EXERCISE DETAILS. How many lines in the data below contain the word "field"? State only the number.

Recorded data
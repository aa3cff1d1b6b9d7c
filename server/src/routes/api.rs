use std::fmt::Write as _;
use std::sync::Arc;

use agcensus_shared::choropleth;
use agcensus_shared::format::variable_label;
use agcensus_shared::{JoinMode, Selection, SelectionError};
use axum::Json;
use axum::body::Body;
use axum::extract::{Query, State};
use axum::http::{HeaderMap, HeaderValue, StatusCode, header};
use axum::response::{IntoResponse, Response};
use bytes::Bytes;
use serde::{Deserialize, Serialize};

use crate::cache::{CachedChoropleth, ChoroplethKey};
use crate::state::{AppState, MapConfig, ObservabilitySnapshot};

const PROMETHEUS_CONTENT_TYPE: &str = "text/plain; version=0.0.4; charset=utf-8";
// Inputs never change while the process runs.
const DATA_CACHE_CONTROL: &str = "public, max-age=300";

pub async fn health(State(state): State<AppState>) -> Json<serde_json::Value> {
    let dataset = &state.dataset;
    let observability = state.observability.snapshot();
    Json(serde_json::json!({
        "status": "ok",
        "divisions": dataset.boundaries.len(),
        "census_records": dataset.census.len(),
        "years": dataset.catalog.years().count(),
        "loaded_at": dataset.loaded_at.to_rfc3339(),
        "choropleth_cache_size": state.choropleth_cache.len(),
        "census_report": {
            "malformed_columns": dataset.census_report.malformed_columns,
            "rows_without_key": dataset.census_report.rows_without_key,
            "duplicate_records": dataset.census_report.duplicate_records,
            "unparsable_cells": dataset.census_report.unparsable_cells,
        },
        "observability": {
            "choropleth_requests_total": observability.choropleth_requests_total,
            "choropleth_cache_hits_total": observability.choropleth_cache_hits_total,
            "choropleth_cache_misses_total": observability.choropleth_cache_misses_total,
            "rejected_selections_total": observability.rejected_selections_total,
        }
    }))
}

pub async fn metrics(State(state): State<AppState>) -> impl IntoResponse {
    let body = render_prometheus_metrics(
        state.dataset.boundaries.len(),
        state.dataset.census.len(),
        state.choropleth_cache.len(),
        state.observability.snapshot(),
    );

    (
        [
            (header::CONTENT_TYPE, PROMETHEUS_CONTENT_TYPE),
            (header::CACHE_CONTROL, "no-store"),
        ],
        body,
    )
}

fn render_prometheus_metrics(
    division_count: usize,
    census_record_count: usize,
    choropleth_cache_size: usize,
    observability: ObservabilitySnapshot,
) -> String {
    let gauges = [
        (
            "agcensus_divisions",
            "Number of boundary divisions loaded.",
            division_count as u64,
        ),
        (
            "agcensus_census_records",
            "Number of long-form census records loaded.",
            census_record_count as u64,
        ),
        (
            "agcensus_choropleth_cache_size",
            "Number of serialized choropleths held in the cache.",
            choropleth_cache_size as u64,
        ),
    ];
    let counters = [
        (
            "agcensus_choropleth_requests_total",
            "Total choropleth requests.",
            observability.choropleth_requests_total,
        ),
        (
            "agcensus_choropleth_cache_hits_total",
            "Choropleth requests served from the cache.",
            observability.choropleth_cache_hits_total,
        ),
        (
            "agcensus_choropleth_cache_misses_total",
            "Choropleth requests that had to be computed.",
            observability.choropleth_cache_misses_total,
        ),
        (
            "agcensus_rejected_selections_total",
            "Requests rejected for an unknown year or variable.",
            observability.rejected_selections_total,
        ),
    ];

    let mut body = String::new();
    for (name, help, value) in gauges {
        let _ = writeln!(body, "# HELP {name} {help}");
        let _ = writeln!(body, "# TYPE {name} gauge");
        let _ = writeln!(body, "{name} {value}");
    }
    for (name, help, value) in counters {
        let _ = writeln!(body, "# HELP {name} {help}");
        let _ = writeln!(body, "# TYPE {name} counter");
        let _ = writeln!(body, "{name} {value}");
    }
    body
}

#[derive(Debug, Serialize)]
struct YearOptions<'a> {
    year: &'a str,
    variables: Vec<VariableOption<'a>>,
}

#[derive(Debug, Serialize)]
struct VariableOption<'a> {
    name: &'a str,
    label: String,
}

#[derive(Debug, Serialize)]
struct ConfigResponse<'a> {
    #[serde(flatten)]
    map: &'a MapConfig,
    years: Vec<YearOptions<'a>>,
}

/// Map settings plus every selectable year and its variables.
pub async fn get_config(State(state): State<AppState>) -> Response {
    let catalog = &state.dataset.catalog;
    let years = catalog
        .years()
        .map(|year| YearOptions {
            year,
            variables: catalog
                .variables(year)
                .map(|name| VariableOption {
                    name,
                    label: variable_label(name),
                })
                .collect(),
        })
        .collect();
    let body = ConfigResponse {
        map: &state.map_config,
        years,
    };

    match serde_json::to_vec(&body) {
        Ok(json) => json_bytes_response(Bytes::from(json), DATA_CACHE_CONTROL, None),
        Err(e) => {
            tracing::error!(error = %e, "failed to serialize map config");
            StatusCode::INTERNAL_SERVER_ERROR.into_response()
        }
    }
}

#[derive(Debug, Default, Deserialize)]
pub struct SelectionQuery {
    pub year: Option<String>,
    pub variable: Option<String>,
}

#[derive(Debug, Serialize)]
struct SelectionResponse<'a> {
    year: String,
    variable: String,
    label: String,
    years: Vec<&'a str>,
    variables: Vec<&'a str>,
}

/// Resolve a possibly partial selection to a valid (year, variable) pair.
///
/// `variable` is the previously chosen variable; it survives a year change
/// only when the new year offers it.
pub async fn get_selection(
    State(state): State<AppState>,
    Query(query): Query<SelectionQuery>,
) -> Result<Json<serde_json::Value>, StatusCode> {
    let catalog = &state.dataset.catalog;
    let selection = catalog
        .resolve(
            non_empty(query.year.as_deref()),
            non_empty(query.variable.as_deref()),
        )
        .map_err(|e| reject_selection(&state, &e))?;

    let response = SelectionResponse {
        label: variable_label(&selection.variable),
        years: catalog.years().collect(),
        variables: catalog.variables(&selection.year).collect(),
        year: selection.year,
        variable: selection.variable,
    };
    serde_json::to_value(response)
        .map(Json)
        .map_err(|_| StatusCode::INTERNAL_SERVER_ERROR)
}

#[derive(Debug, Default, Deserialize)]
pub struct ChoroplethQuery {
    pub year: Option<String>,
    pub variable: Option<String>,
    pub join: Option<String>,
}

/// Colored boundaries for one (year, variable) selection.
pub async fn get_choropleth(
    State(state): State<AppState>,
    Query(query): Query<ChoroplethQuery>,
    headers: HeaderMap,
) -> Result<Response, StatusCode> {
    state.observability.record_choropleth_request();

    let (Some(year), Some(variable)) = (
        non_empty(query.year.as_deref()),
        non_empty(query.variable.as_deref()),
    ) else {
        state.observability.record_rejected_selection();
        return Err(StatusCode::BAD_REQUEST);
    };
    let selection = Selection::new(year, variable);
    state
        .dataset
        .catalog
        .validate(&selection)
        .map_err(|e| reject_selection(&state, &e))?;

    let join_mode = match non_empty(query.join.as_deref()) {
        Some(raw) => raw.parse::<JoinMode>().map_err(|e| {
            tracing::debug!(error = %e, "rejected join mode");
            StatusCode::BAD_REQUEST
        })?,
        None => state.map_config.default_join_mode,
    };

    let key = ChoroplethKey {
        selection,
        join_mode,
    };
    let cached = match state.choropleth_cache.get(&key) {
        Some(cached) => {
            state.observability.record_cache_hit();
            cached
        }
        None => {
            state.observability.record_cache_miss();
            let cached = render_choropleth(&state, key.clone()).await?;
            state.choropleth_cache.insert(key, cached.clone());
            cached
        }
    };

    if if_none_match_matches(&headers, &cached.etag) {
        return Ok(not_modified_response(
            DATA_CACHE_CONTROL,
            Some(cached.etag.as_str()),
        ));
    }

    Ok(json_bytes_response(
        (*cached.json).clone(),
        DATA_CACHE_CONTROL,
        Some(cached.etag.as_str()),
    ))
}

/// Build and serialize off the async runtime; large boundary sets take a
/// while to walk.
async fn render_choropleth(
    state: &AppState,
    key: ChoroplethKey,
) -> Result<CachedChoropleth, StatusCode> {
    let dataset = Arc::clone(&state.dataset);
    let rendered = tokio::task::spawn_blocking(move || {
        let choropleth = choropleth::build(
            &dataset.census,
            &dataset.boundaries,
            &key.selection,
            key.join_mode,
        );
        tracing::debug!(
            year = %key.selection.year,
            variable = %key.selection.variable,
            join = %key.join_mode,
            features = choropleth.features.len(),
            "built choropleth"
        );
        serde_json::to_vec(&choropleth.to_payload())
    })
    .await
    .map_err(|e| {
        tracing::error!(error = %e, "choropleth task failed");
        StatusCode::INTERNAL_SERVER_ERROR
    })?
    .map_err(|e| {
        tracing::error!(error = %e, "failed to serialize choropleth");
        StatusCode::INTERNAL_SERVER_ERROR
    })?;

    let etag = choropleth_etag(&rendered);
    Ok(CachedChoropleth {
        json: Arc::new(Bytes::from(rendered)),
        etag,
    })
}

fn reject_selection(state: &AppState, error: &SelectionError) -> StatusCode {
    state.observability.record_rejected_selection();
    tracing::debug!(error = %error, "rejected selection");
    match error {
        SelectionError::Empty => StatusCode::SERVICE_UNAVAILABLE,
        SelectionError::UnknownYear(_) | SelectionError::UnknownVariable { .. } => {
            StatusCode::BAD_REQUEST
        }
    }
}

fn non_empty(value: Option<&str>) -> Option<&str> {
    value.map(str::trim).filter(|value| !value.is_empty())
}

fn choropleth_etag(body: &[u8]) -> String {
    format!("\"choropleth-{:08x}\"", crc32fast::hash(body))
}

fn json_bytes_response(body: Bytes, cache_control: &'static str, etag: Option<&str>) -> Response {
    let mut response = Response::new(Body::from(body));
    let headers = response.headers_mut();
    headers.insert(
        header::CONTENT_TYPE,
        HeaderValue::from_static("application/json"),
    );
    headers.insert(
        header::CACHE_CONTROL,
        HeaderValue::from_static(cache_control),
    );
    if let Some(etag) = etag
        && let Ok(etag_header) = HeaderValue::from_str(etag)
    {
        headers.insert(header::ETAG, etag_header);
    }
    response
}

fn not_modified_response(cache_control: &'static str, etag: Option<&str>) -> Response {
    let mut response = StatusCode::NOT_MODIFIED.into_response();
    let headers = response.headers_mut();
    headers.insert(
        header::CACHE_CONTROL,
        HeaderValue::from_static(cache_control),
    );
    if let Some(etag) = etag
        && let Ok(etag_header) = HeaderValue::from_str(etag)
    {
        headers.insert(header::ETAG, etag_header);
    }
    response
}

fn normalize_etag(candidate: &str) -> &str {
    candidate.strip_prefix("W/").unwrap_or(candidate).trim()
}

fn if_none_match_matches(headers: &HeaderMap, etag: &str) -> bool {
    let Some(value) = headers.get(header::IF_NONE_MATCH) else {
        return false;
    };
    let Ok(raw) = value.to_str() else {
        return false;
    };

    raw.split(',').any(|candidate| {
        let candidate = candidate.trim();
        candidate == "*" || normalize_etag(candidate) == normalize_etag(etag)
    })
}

...

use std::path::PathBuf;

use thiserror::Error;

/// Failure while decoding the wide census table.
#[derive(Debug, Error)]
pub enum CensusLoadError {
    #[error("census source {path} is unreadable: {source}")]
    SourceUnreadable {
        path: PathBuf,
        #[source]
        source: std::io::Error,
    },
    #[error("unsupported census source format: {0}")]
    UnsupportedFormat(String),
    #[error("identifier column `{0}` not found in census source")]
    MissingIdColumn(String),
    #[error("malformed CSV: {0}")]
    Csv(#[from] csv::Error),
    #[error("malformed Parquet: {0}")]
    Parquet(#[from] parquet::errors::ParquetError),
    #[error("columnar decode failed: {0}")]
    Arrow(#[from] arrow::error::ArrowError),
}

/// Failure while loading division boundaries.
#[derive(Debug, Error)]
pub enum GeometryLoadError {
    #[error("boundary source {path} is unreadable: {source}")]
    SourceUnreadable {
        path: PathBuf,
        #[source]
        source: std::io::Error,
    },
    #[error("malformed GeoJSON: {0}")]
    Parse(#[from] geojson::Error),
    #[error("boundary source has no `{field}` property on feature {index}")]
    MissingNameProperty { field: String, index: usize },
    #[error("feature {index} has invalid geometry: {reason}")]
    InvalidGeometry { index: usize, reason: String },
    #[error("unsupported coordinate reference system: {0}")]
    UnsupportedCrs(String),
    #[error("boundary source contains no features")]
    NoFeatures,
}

EXERCISE OUTPUT. 2